Talking to Postimees, cadres of three parties see average member age rising as a problem not too dangerous.
Centre (average age 54 years) secretary general Oudekki Loone says the party has strong support in all segments of society. «Political activity may be somewhat stronger among those middle-aged and beyond,» she said. «They have more free time. The way the economy goes nowadays, the young are stressed out. Not much time left over to make an input into society.»
And yet, Ms says all parties need to be asked what they have done wrong so the youth have no time for public affairs. Meanwhile, she says the times were in could never be compared to end of 1980ies when, aged 10 and younger, she and friends used to talk about the heads of USSR and USA meeting in Reykjavík. «These past 15 years, the thinking has been shrinking that a party would be an instrument through which people participate in governance of the state,» added Ms Loone. «We would need to bring the mentality back.»
On the other hand, Ms Loone is the least worried about those aged 14–20. «If they want to have a popular movement or why not an association to save the bats, good,» she said. «At 15, one needs not to pick oneself a party which is a big decision. I believe they will think about it, and will come later. Rather, we’d need to work with those up to 35 who have experience with living on their own. They are more related to public space.» Who needs professional politicians with no experience in life, said she.
EKRE (average age 56) chairman Mart Helme says the figure is largely inherited from People’s Union times, the party’s predecessor in the 1990ies as of the «8,000 members some 5,000 may date back to that. There was a time of still life in between, after which essentially the elder and more conservative membership stuck with the party.»
At the moment, said Mr Helme, EKRE is forcefully increasing in membership – as affirmed by statistics. At that, the average age is up a bit as compared to 2009. However, the rise is not as steep as with the other parties. «We have had many a younger person join up as well,» added Mr Helme.
The average age is no problem, claims head of EKRE. «Our youth organisation Sinine Äratus (Blue Awakening) has briskly increased, involving some 150. In year and a half, it has added a third.» In Mr Helme’s estimation, the new members are largely in their 40ies.
Reform (averaging 41 years) secretary general Reimo Nebokat is still part of the party’s youth organisation for those under 35. He sees no problem in the parties ageing. «We have people younger and older, I don’t see any tilt to any direction,» he said.

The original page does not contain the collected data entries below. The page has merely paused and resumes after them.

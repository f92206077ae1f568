//! The framebuffer device and the per-frame render loop.

use crate::camera::Camera;
use crate::colors;
use crate::light::{self, DirectionalLight, ShadingMode};
use crate::math::vec2::Vec2;
use crate::math::vec3::Vec3;
use crate::mesh::{Mesh, Triangle};
use crate::projection::{self, Projection};
use crate::render::scanline;
use crate::render::RenderMode;
use crate::sorting;
use crate::transform;

/// Horizontal camera offset, in world units, between the stereo eyes.
pub const EYE_SEPARATION: f32 = 0.1;

/// Owns the pixel buffer and runs the rendering pipeline into it.
///
/// The framebuffer is a dense row-major `width * height` array of linear
/// RGB colors, allocated once and never resized. Every [`Device::render`]
/// call clears it to the background color before drawing, so frames are
/// independent of each other.
pub struct Device {
    width: u32,
    height: u32,
    framebuffer: Vec<Vec3>,
    /// The scene's single directional light.
    pub light: DirectionalLight,
    /// Intensity-to-luminance policy for shaded triangles.
    pub shading: ShadingMode,
}

impl Device {
    pub fn new(width: u32, height: u32) -> Self {
        Self {
            width,
            height,
            framebuffer: vec![colors::BACKGROUND; (width * height) as usize],
            light: DirectionalLight::default(),
            shading: ShadingMode::default(),
        }
    }

    pub fn width(&self) -> u32 {
        self.width
    }

    pub fn height(&self) -> u32 {
        self.height
    }

    /// The raw linear-color framebuffer, row-major.
    pub fn pixels(&self) -> &[Vec3] {
        &self.framebuffer
    }

    /// The color at (x, y), or `None` if out of bounds.
    pub fn pixel(&self, x: i32, y: i32) -> Option<Vec3> {
        if x >= 0 && x < self.width as i32 && y >= 0 && y < self.height as i32 {
            Some(self.framebuffer[(x as u32 + y as u32 * self.width) as usize])
        } else {
            None
        }
    }

    pub fn clear(&mut self, color: Vec3) {
        self.framebuffer.fill(color);
    }

    /// Writes a color at (x, y). Out-of-bounds coordinates are silently
    /// clipped.
    #[inline]
    pub fn draw_point(&mut self, x: i32, y: i32, color: Vec3) {
        if x >= 0 && x < self.width as i32 && y >= 0 && y < self.height as i32 {
            self.framebuffer[(x as u32 + y as u32 * self.width) as usize] = color;
        }
    }

    /// Draws a line with Bresenham's algorithm.
    ///
    /// Steep lines are transposed so the loop always walks the major axis,
    /// and an integer error accumulator decides when to step the minor
    /// axis.
    pub fn draw_line(&mut self, from: Vec2, to: Vec2, color: Vec3) {
        let (mut x0, mut y0) = (from.x as i32, from.y as i32);
        let (mut x1, mut y1) = (to.x as i32, to.y as i32);

        let steep = (y1 - y0).abs() > (x1 - x0).abs();
        if steep {
            std::mem::swap(&mut x0, &mut y0);
            std::mem::swap(&mut x1, &mut y1);
        }
        if x0 > x1 {
            std::mem::swap(&mut x0, &mut x1);
            std::mem::swap(&mut y0, &mut y1);
        }

        let dx = x1 - x0;
        let dy = (y1 - y0).abs();
        let y_step = if y0 < y1 { 1 } else { -1 };

        let mut error = dx / 2;
        let mut y = y0;
        for x in x0..=x1 {
            if steep {
                self.draw_point(y, x, color);
            } else {
                self.draw_point(x, y, color);
            }
            error -= dy;
            if error < 0 {
                y += y_step;
                error += dx;
            }
        }
    }

    /// Draws a triangle outline.
    pub fn draw_triangle(&mut self, triangle: &Triangle) {
        let [v0, v1, v2] = triangle.vertices;
        let (a, b, c) = (
            Vec2::new(v0.x, v0.y),
            Vec2::new(v1.x, v1.y),
            Vec2::new(v2.x, v2.y),
        );
        self.draw_line(a, b, triangle.color);
        self.draw_line(b, c, triangle.color);
        self.draw_line(a, c, triangle.color);
    }

    /// Renders one frame.
    ///
    /// Per mesh: compose the world matrix, then per triangle: transform to
    /// world space, cull back faces, shade, transform through the view and
    /// projection matrices, and map to pixel coordinates. Survivors are
    /// depth-sorted back to front and rasterized in that order.
    pub fn render(&mut self, camera: &Camera, meshes: &[Mesh], fov_degrees: f32, mode: RenderMode) {
        self.clear(colors::BACKGROUND);

        let projection_matrix = Projection::new(fov_degrees, self.width, self.height).matrix();
        let view = transform::view_matrix(camera);

        let mut visible: Vec<Triangle> = Vec::new();
        for mesh in meshes {
            let world = transform::world_matrix(mesh);
            for triangle in mesh.polygons() {
                let world_triangle = transform::transform_triangle(triangle, &world);

                let normal = light::face_normal(&world_triangle);
                if light::is_back_face(normal, world_triangle.vertices[0], camera.position) {
                    continue;
                }

                let level = self.shading.apply(self.light.intensity(normal));
                let shaded = Triangle {
                    vertices: world_triangle.vertices,
                    color: world_triangle.color * level,
                };

                let view_triangle = transform::transform_triangle(&shaded, &view);
                let ndc_triangle = projection::project(&view_triangle, &projection_matrix);
                visible.push(projection::to_screen(&ndc_triangle, self.width, self.height));
            }
        }

        sorting::sort_back_to_front(&mut visible);

        for triangle in &visible {
            match mode {
                RenderMode::Filled => scanline::fill_triangle(self, triangle),
                RenderMode::Wireframe => self.draw_triangle(triangle),
            }
        }
    }

    /// Renders a red/blue stereo anaglyph.
    ///
    /// Three passes: the nominal camera position (a full-color preview,
    /// returned to the caller), the camera shifted left by
    /// [`EYE_SEPARATION`], and shifted right by the same baseline. The
    /// composite keeps the left eye's greyscale luminance in the red
    /// channel and the right eye's in the blue channel; green stays zero.
    pub fn render_anaglyph(&mut self, camera: &Camera, meshes: &[Mesh], fov_degrees: f32) -> Vec<Vec3> {
        self.render(camera, meshes, fov_degrees, RenderMode::Filled);
        let preview = self.framebuffer.clone();

        let mut eye = *camera;
        eye.position.x = camera.position.x - EYE_SEPARATION;
        self.render(&eye, meshes, fov_degrees, RenderMode::Filled);
        let left = self.framebuffer.clone();

        eye.position.x = camera.position.x + EYE_SEPARATION;
        self.render(&eye, meshes, fov_degrees, RenderMode::Filled);

        for (pixel, left_pixel) in self.framebuffer.iter_mut().zip(&left) {
            let right_luma = colors::luminance(*pixel);
            let left_luma = colors::luminance(*left_pixel);
            *pixel = Vec3::new(left_luma, 0.0, right_luma);
        }

        preview
    }

    /// Tone-maps the framebuffer and quantizes it to 8-bit RGB, three
    /// bytes per pixel in row-major order. This is the byte stream the
    /// image encoders consume.
    pub fn to_rgb_bytes(&self) -> Vec<u8> {
        let mut bytes = Vec::with_capacity(self.framebuffer.len() * 3);
        for pixel in &self.framebuffer {
            let mapped = colors::tone_map(*pixel);
            bytes.push((255.0 * mapped.x) as u8);
            bytes.push((255.0 * mapped.y) as u8);
            bytes.push((255.0 * mapped.z) as u8);
        }
        bytes
    }
}
//! Color constants and per-pixel color helpers.
//!
//! Colors are [`Vec3`] values with each channel conceptually in `[0, 1]`.
//! Out-of-range values are allowed to accumulate during rendering and are
//! only brought back into range by [`tone_map`] before quantization.

use crate::math::vec3::Vec3;

pub const BLACK: Vec3 = Vec3::new(0.0, 0.0, 0.0);
pub const WHITE: Vec3 = Vec3::new(1.0, 1.0, 1.0);

/// Framebuffer clear color.
pub const BACKGROUND: Vec3 = BLACK;

/// Number of discrete luminance levels used by banded shading.
pub const SHADE_BANDS: u32 = 13;

/// Snaps a light intensity in `[0, 1]` to one of [`SHADE_BANDS`] levels.
///
/// Band `k` maps to level `k / (SHADE_BANDS - 1)`, so the top band is full
/// brightness and the bottom band is pure black.
pub fn quantize_level(intensity: f32) -> f32 {
    let top = (SHADE_BANDS - 1) as f32;
    let band = (intensity * SHADE_BANDS as f32).floor().clamp(0.0, top);
    band / top
}

/// Greyscale luminance of a color (channel mean).
pub fn luminance(color: Vec3) -> f32 {
    (color.x + color.y + color.z) / 3.0
}

/// Maps a pixel into the displayable `[0, 1]` range.
///
/// If the largest channel exceeds 1, the whole pixel is rescaled uniformly
/// so that channel becomes 1 (preserves hue instead of clipping a single
/// channel), then every channel is clamped to `[0, 1]`.
pub fn tone_map(color: Vec3) -> Vec3 {
    let max = color.x.max(color.y).max(color.z);
    let color = if max > 1.0 { color * (1.0 / max) } else { color };
    Vec3::new(
        color.x.clamp(0.0, 1.0),
        color.y.clamp(0.0, 1.0),
        color.z.clamp(0.0, 1.0),
    )
}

To recruit, they mainly bank on targeted events. «Naturally, friends is what matters – word of mouth, they get invited.»
With all kinds of ways available to spend the free time, Mr Nebokat says it is increasingly difficult to get the youth into politics. In their youth organisation, the guys and gals are drawn around various ideas such as lowering voting age or raising study loans ceiling. Of them, some afterwards join the party but most don’t.